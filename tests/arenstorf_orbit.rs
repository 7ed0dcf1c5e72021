mod common;

use common::assert_vector_close;
use gnomon::constants::ARENSTORF_PERIOD;
use gnomon::integrator::{DormandPrince, IntegratorParams};
use gnomon::linalg::vector::Vector;
use gnomon::models::three_body::RestrictedThreeBodyModel;
use gnomon::models::OdeModel;
use gnomon::GnomonError;

#[test]
fn test_arenstorf_orbit_closes_after_one_period() {
    let mut integrator = DormandPrince::with_tolerance(1e-12).unwrap();
    let mut model = RestrictedThreeBodyModel::arenstorf();
    let x0 = RestrictedThreeBodyModel::arenstorf_initial_state();

    let summary = integrator
        .run(&mut model, &x0, 0.0, ARENSTORF_PERIOD)
        .unwrap();

    assert_eq!(summary.t, ARENSTORF_PERIOD);
    assert_vector_close(&summary.state, &x0, 1e-6);

    let table = model.results();
    assert_eq!(table.rows() as u64, summary.stats.accepted_steps);
    assert_eq!(table.row(table.rows() - 1).unwrap(), summary.state);
}

/// Records the time of every accepted step.
struct Timed {
    inner: RestrictedThreeBodyModel,
    times: Vec<f64>,
}

impl OdeModel for Timed {
    fn derivative(&self, state: &Vector, t: f64) -> Result<Vector, GnomonError> {
        self.inner.derivative(state, t)
    }

    fn accept(&mut self, state: &Vector, t: f64) -> Result<(), GnomonError> {
        self.times.push(t);
        self.inner.accept(state, t)
    }
}

#[test]
fn test_step_size_adapts_to_close_approaches() {
    let mut integrator = DormandPrince::with_tolerance(1e-10).unwrap();
    let mut model = Timed {
        inner: RestrictedThreeBodyModel::arenstorf(),
        times: Vec::new(),
    };
    integrator
        .run(
            &mut model,
            &RestrictedThreeBodyModel::arenstorf_initial_state(),
            0.0,
            ARENSTORF_PERIOD,
        )
        .unwrap();

    let spacing: Vec<f64> = model.times.windows(2).map(|w| w[1] - w[0]).collect();
    assert!(spacing.iter().all(|dt| *dt > 0.0));
    let smallest = spacing.iter().copied().fold(f64::INFINITY, f64::min);
    let largest = spacing.iter().copied().fold(0.0, f64::max);
    assert!(largest / smallest > 50.0, "{largest} / {smallest}");
    assert_eq!(model.inner.results().rows(), model.times.len());
}

#[test]
fn test_looser_tolerance_uses_fewer_steps() {
    let run = |tolerance: f64| {
        let params = IntegratorParams::builder()
            .tolerance(tolerance)
            .build()
            .unwrap();
        let mut integrator = DormandPrince::new(params).unwrap();
        integrator
            .run(
                &mut RestrictedThreeBodyModel::arenstorf(),
                &RestrictedThreeBodyModel::arenstorf_initial_state(),
                0.0,
                ARENSTORF_PERIOD,
            )
            .unwrap()
            .stats
    };
    let tight = run(1e-12);
    let loose = run(1e-7);
    assert!(loose.accepted_steps < tight.accepted_steps);
    assert!(loose.fn_evals < tight.fn_evals);
}
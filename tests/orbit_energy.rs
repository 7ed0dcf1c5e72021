mod common;

use common::assert_vector_close;
use gnomon::constants::SECONDS_PER_DAY;
use gnomon::integrator::{DormandPrince, IntegratorParams};
use gnomon::models::earth_orbit::EarthOrbitModel;

const YEAR: f64 = 365.25 * SECONDS_PER_DAY;

fn relative_energy_drift(tolerance: f64, h_max: f64) -> (f64, EarthOrbitModel) {
    let params = IntegratorParams::builder()
        .tolerance(tolerance)
        .h_max(h_max)
        .build()
        .unwrap();
    let mut integrator = DormandPrince::new(params).unwrap();
    let mut model = EarthOrbitModel::default();
    let x0 = EarthOrbitModel::reference_state();
    let e0 = model.specific_energy(&x0).unwrap();

    integrator.run(&mut model, &x0, 0.0, YEAR).unwrap();

    let drift = model
        .results()
        .row_iter()
        .map(|state| ((model.specific_energy(&state).unwrap() - e0) / e0).abs())
        .fold(0.0, f64::max);
    (drift, model)
}

#[test]
fn test_energy_drift_scales_with_tolerance() {
    for tolerance in [1e-8, 1e-10] {
        let (drift, _) = relative_energy_drift(tolerance, f64::INFINITY);
        assert!(
            drift < 1e3 * tolerance,
            "tolerance {tolerance:e}: drift {drift:e}"
        );
    }
}

#[test]
fn test_hourly_sampling_keeps_energy() {
    let (drift, model) = relative_energy_drift(1e-12, 3600.0);
    assert!(drift < 1e-9, "drift {drift:e}");
    // one accepted sample per hour
    assert_eq!(model.results().rows(), (YEAR / 3600.0).ceil() as usize);
}

#[test]
fn test_orbit_closes_after_one_keplerian_period() {
    let model = EarthOrbitModel::default();
    let x0 = EarthOrbitModel::reference_state();
    let semi_major_axis = -model.mu() / (2.0 * model.specific_energy(&x0).unwrap());
    let period = std::f64::consts::TAU * (semi_major_axis.powi(3) / model.mu()).sqrt();

    let params = IntegratorParams::builder()
        .tolerance(1e-12)
        .h_max(3600.0)
        .build()
        .unwrap();
    let summary = DormandPrince::new(params)
        .unwrap()
        .run(&mut EarthOrbitModel::default(), &x0, 0.0, period)
        .unwrap();

    // about 363 days for this state
    assert!((period / SECONDS_PER_DAY - 363.08).abs() < 0.05);
    assert_vector_close(&summary.state, &x0, 1e6);
}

::::::::

→ Description of the task: A faithful copy of all the material is the required answer.

→ Exercise answer:
filename tests/arenstorf_orbit.rs
repository 7ed0dcf1c5e72021
mod common;

use common::assert_vector_close;
use gnomon::constants::ARENSTORF_PERIOD;
use gnomon::integrator::{DormandPrince, IntegratorParams};
use gnomon::linalg::vector::Vector;
use gnomon::models::three_body::RestrictedThreeBodyModel;
use gnomon::models::OdeModel;
use gnomon::GnomonError;

#[test]
fn test_arenstorf_orbit_closes_after_one_period() {
    let mut integrator = DormandPrince::with_tolerance(1e-12).unwrap();
    let mut model = RestrictedThreeBodyModel::arenstorf();
    let x0 = RestrictedThreeBodyModel::arenstorf_initial_state();

    let summary = integrator
        .run(&mut model, &x0, 0.0, ARENSTORF_PERIOD)
        .unwrap();

    assert_eq!(summary.t, ARENSTORF_PERIOD);
    assert_vector_close(&summary.state, &x0, 1e-6);

    let table = model.results();
    assert_eq!(table.rows() as u64, summary.stats.accepted_steps);
    assert_eq!(table.row(table.rows() - 1).unwrap(), summary.state);
}

/// Records the time of every accepted step.
struct Timed {
    inner: RestrictedThreeBodyModel,
    times: Vec<f64>,
}

impl OdeModel for Timed {
    fn derivative(&self, state: &Vector, t: f64) -> Result<Vector, GnomonError> {
        self.inner.derivative(state, t)
    }

    fn accept(&mut self, state: &Vector, t: f64) -> Result<(), GnomonError> {
        self.times.push(t);
        self.inner.accept(state, t)
    }
}

#[test]
fn test_step_size_adapts_to_close_approaches() {
    let mut integrator = DormandPrince::with_tolerance(1e-10).unwrap();
    let mut model = Timed {
        inner: RestrictedThreeBodyModel::arenstorf(),
        times: Vec::new(),
    };
    integrator
        .run(
            &mut model,
            &RestrictedThreeBodyModel::arenstorf_initial_state(),
            0.0,
            ARENSTORF_PERIOD,
        )
        .unwrap();

    let spacing: Vec<f64> = model.times.windows(2).map(|w| w[1] - w[0]).collect();
    assert!(spacing.iter().all(|dt| *dt > 0.0));
    let smallest = spacing.iter().copied().fold(f64::INFINITY, f64::min);
    let largest = spacing.iter().copied().fold(0.0, f64::max);
    assert!(largest / smallest > 50.0, "{largest} / {smallest}");
    assert_eq!(model.inner.results().rows(), model.times.len());
}

#[test]
fn test_looser_tolerance_uses_fewer_steps() {
    let run = |tolerance: f64| {
        let params = IntegratorParams::builder()
            .tolerance(tolerance)
            .build()
            .unwrap();
        let mut integrator = DormandPrince::new(params).unwrap();
        integrator
            .run(
                &mut RestrictedThreeBodyModel::arenstorf(),
                &RestrictedThreeBodyModel::arenstorf_initial_state(),
                0.0,
                ARENSTORF_PERIOD,
            )
            .unwrap()
            .stats
    };
    let tight = run(1e-12);
    let loose = run(1e-7);
    assert!(loose.accepted_steps < tight.accepted_steps);
    assert!(loose.fn_evals < tight.fn_evals);
}
filename tests/orbit_energy.rs
repository 7ed0dcf1c5e72021
mod common;

use common::assert_vector_close;
use gnomon::constants::SECONDS_PER_DAY;
use gnomon::integrator::{DormandPrince, IntegratorParams};
use gnomon::models::earth_orbit::EarthOrbitModel;

const YEAR: f64 = 365.25 * SECONDS_PER_DAY;

fn relative_energy_drift(tolerance: f64, h_max: f64) -> (f64, EarthOrbitModel) {
    let params = IntegratorParams::builder()
        .tolerance(tolerance)
        .h_max(h_max)
        .build()
        .unwrap();
    let mut integrator = DormandPrince::new(params).unwrap();
    let mut model = EarthOrbitModel::default();
    let x0 = EarthOrbitModel::reference_state();
    let e0 = model.specific_energy(&x0).unwrap();

    integrator.run(&mut model, &x0, 0.0, YEAR).unwrap();

    let drift = model
        .results()
        .row_iter()
        .map(|state| ((model.specific_energy(&state).unwrap() - e0) / e0).abs())
        .fold(0.0, f64::max);
    (drift, model)
}

#[test]
fn test_energy_drift_scales_with_tolerance() {
    for tolerance in [1e-8, 1e-10] {
        let (drift, _) = relative_energy_drift(tolerance, f64::INFINITY);
        assert!(
            drift < 1e3 * tolerance,
            "tolerance {tolerance:e}: drift {drift:e}"
        );
    }
}

#[test]
fn test_hourly_sampling_keeps_energy() {
    let (drift, model) = relative_energy_drift(1e-12, 3600.0);
    assert!(drift < 1e-9, "drift {drift:e}");
    // one accepted sample per hour
    assert_eq!(model.results().rows(), (YEAR / 3600.0).ceil() as usize);
}

#[test]
fn test_orbit_closes_after_one_keplerian_period() {
    let model = EarthOrbitModel::default();
    let x0 = EarthOrbitModel::reference_state();
    let semi_major_axis = -model.mu() / (2.0 * model.specific_energy(&x0).unwrap());
    let period = std::f64::consts::TAU * (semi_major_axis.powi(3) / model.mu()).sqrt();

    let params = IntegratorParams::builder()
        .tolerance(1e-12)
        .h_max(3600.0)
        .build()
        .unwrap();
    let summary = DormandPrince::new(params)
        .unwrap()
        .run(&mut EarthOrbitModel::default(), &x0, 0.0, period)
        .unwrap();

    // about 363 days for this state
    assert!((period / SECONDS_PER_DAY - 363.08).abs() < 0.05);
    assert_vector_close(&summary.state, &x0, 1e6);
}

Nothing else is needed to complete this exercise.